Environmental Protection Agency

EPA Power Plant Rule Can Go Forward, Says Federal Court

Opponents vow to fight on arguing Obama's Clean Power Plan is unconstitutional.


EPA Logo

The EPA is the process of promulgating rules that would limit the amount of carbon dioxide electricity generation plants may emit. The regulatiolns are part of the Obama Administration's efforts to reduce the emissions of greenhouse gases thought by many researchers to be the main contributor to global climate change. Since coal emits relatively greater amounts of carbon dioxide when burned than other fuels, the new rules would significantly cut back on the amount of coal used to produce electricity. In an effort to forestall the adoption of the new rules, several states and power companies sued the agency in federal court arguing that the regulations are unconstitutional. Today the U.S. Court of Appeals for the District of Columbia Circuit ruled narrowly that the courts should not now intervene before the EPA rule is actually made final. That is likely to happen in August.

The Examiner reports:

The proposed EPA regulation, called the Clean Power Plan, seeks to curb electricity sector carbon emissions 30 percent below 2005 levels by 2030. It would allow states to reduce emissions by upgrading power plant energy efficiency, converting coal-fired power to natural gas, adding renewable power and enhancing customers' energy efficiency.

"EPA is pleased that the court has denied the challenges to our proposed Clean Power Plan and confirmed our assessment that they are premature," EPA spokeswoman Liz Purchia said.

But the ruling is just a temporary reprieve for rule supporters, with the real slog coming once the agency finalizes the regulation in August. The federal court didn't consider the merits of the plaintiffs' arguments in its opinion, noting that it didn't have purview to do so when the rule was in draft form. …

Plaintiffs, led by attorney Laurence Tribe — a mentor of Obama at Harvard Law School — argued the proposal was unconstitutional because it calls on potential emissions reductions outside of individual smokestacks and delves into states' energy planning.

Interestingly, Tribe (who works as an attorney for one of the plaintiffs) testified before Congress earlier this year, asserting:

EPA lacks the statutory and constitutional authority to adopt its plan. The obscure section of the Clean Air Act that EPA invokes to support its breathtaking exercise of power in fact authorizes only regulating individual plants and, far from giving EPA the green light it claims, actually forbids what it seeks to do.

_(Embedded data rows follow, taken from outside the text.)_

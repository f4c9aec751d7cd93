//! Property tests for the blast-effect engine

use calc_core::calculations::{BlastEngine, SAFETY_FACTOR};
use calc_core::catalog::BlastCatalog;
use calc_core::dimensions::PackageDimensions;
use proptest::prelude::*;

fn rel_close(actual: f64, expected: f64) -> bool {
    let scale = expected.abs().max(f64::MIN_POSITIVE);
    (actual - expected).abs() / scale <= 1e-9
}

fn dimension() -> impl Strategy<Value = f64> {
    0.01f64..5_000.0
}

proptest! {
    #[test]
    fn mass_is_volume_times_density(l in dimension(), w in dimension(), h in dimension()) {
        let engine = BlastEngine::default();
        let dims = PackageDimensions::new(l, w, h).unwrap();
        let results = engine.calculate_dimensions(dims);
        let volume = (l / 100.0) * (w / 100.0) * (h / 100.0);

        for (result, material) in results.iter().zip(engine.catalog().materials()) {
            prop_assert!(rel_close(result.estimated_mass_kg, volume * material.density_kg_m3));
            prop_assert!(rel_close(
                result.tnt_equivalent_mass_kg,
                result.estimated_mass_kg * material.relative_effectiveness
            ));
        }
    }

    #[test]
    fn distances_scale_with_cube_root(l in dimension(), w in dimension(), h in dimension()) {
        let dims = PackageDimensions::new(l, w, h).unwrap();
        for r in BlastEngine::default().calculate_dimensions(dims) {
            let root = r.tnt_equivalent_mass_kg.cbrt();
            prop_assert!(rel_close(r.base_fragmentation_distance_m, 100.0 * root));
            prop_assert!(rel_close(r.safety_perimeter_m, r.base_fragmentation_distance_m * SAFETY_FACTOR));
            prop_assert!(rel_close(r.concrete_shielding_thickness_m, 0.615 * root));
        }
    }

    #[test]
    fn damage_radii_strictly_decrease(l in dimension(), w in dimension(), h in dimension()) {
        let dims = PackageDimensions::new(l, w, h).unwrap();
        for r in BlastEngine::default().calculate_dimensions(dims) {
            prop_assert_eq!(r.damage_radii.len(), 4);
            for pair in r.damage_radii.windows(2) {
                prop_assert!(pair[0].distance_m > pair[1].distance_m);
            }
        }
    }

    #[test]
    fn output_shape_matches_catalog(l in dimension(), w in dimension(), h in dimension()) {
        let catalog = BlastCatalog::default();
        let engine = BlastEngine::new(catalog.clone());
        let results = engine.calculate(&l.to_string(), &w.to_string(), &h.to_string()).unwrap();

        prop_assert_eq!(results.len(), catalog.materials().len());
        for (result, material) in results.iter().zip(catalog.materials()) {
            prop_assert_eq!(&result.material_name, &material.name);
            prop_assert_eq!(result.damage_radii.len(), catalog.damage_levels().len());
        }
    }

    #[test]
    fn recalculation_is_deterministic(l in dimension(), w in dimension(), h in dimension()) {
        let engine = BlastEngine::default();
        let dims = PackageDimensions::new(l, w, h).unwrap();
        prop_assert_eq!(engine.calculate_dimensions(dims), engine.calculate_dimensions(dims));
    }

    #[test]
    fn non_numeric_text_is_rejected(garbage in "[a-zA-Z ]{0,8}") {
        // Letters and spaces alone never form a usable positive number
        let result = BlastEngine::default().calculate("50", &garbage, "30");
        prop_assert!(result.is_err());
        prop_assert_eq!(result.unwrap_err().error_code(), "MISSING_OR_INVALID_DIMENSION");
    }
}
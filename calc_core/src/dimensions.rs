//! # Package Dimensions
//!
//! The explicit input record for a calculation: the outer length, width,
//! and height of the suspect package in centimeters.
//!
//! Dimensions usually arrive as raw text from a form or a terminal prompt.
//! [`PackageDimensions::parse`] turns the three strings into a validated
//! record or fails with [`CalcError::MissingOrInvalidDimension`] naming the
//! first offending field. Nothing is coerced: `"12abc"` is rejected rather
//! than read as 12.
//!
//! ## Example
//!
//! ```rust
//! use calc_core::dimensions::PackageDimensions;
//!
//! let dims = PackageDimensions::parse("50", "40", " 30 ").unwrap();
//! assert!((dims.volume().0 - 0.06).abs() < 1e-12);
//!
//! assert!(PackageDimensions::parse("50", "", "30").is_err());
//! ```

use serde::{Deserialize, Serialize};

use crate::errors::{CalcError, CalcResult};
use crate::units::{Centimeters, CubicMeters, Meters};

/// Outer dimensions of a rectangular package, in centimeters.
///
/// Fields are private: every value is built through [`PackageDimensions::new`],
/// [`PackageDimensions::parse`], or deserialization, all of which validate.
///
/// ## JSON Example
///
/// ```json
/// { "length_cm": 50.0, "width_cm": 40.0, "height_cm": 30.0 }
/// ```
#[derive(Debug, Clone, Copy, PartialEq, Serialize, Deserialize)]
#[serde(try_from = "RawDimensions")]
pub struct PackageDimensions {
    length_cm: f64,
    width_cm: f64,
    height_cm: f64,
}

/// Unvalidated wire shape of package dimensions
#[derive(Deserialize)]
struct RawDimensions {
    length_cm: f64,
    width_cm: f64,
    height_cm: f64,
}

impl TryFrom<RawDimensions> for PackageDimensions {
    type Error = CalcError;

    fn try_from(raw: RawDimensions) -> CalcResult<Self> {
        PackageDimensions::new(raw.length_cm, raw.width_cm, raw.height_cm)
    }
}

impl PackageDimensions {
    /// Create dimensions from numbers, validating each one.
    pub fn new(length_cm: f64, width_cm: f64, height_cm: f64) -> CalcResult<Self> {
        check_dimension("length_cm", length_cm)?;
        check_dimension("width_cm", width_cm)?;
        check_dimension("height_cm", height_cm)?;
        Ok(PackageDimensions {
            length_cm,
            width_cm,
            height_cm,
        })
    }

    /// Parse dimensions from raw user text.
    ///
    /// Surrounding whitespace is ignored. Fields are checked in length,
    /// width, height order and the first failure is reported.
    pub fn parse(length: &str, width: &str, height: &str) -> CalcResult<Self> {
        Ok(PackageDimensions {
            length_cm: parse_dimension("length_cm", length)?,
            width_cm: parse_dimension("width_cm", width)?,
            height_cm: parse_dimension("height_cm", height)?,
        })
    }

    /// Length in centimeters
    pub fn length_cm(&self) -> f64 {
        self.length_cm
    }

    /// Width in centimeters
    pub fn width_cm(&self) -> f64 {
        self.width_cm
    }

    /// Height in centimeters
    pub fn height_cm(&self) -> f64 {
        self.height_cm
    }

    /// Length converted to meters
    pub fn length(&self) -> Meters {
        Centimeters(self.length_cm).into()
    }

    /// Width converted to meters
    pub fn width(&self) -> Meters {
        Centimeters(self.width_cm).into()
    }

    /// Height converted to meters
    pub fn height(&self) -> Meters {
        Centimeters(self.height_cm).into()
    }

    /// Package volume V = l * w * h (m³)
    pub fn volume(&self) -> CubicMeters {
        CubicMeters::of_box(self.length(), self.width(), self.height())
    }
}

fn parse_dimension(field: &str, raw: &str) -> CalcResult<f64> {
    let trimmed = raw.trim();
    if trimmed.is_empty() {
        return Err(CalcError::invalid_dimension(field, raw, "Value is required"));
    }
    let value: f64 = trimmed
        .parse()
        .map_err(|_| CalcError::invalid_dimension(field, raw, "Not a number"))?;
    check_dimension(field, value)?;
    Ok(value)
}

fn check_dimension(field: &str, value: f64) -> CalcResult<()> {
    if !value.is_finite() {
        return Err(CalcError::invalid_dimension(
            field,
            value.to_string(),
            "Must be a finite number",
        ));
    }
    if value <= 0.0 {
        return Err(CalcError::invalid_dimension(field, value.to_string(), "Must be positive"));
    }
    Ok(())
}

Even if the Act could be stretched to usurp state sovereignty and confiscate business investments the EPA had previously encouraged and in some cases mandated,as this plandoes, the duty to avoid clashing with the Tenth and Fifth Amendments would prohibit such stretching. EPA possesses only the authority granted to it by Congress. It lacks "implied" or "inherent" powers.

Its gambit here raises serious questions under the separation of powers, Article I, and Article III, because EPA is attempting to exercise lawmaking power that belongs to Congress and judicial power that belongs to the federal courts. The absence of EPA legal authority in this case makes the Clean Power Plan, quite literally, a "power grab."

EPA is attempting an unconstitutional trifecta: usurping the prerogatives of the States, Congress and the Federal Courts—all at once. Burning the Constitution should not become part of our national energy policy.

Alas, burning sections of the Constitution has been policy for a while now. We shall how these arguments fare later this year.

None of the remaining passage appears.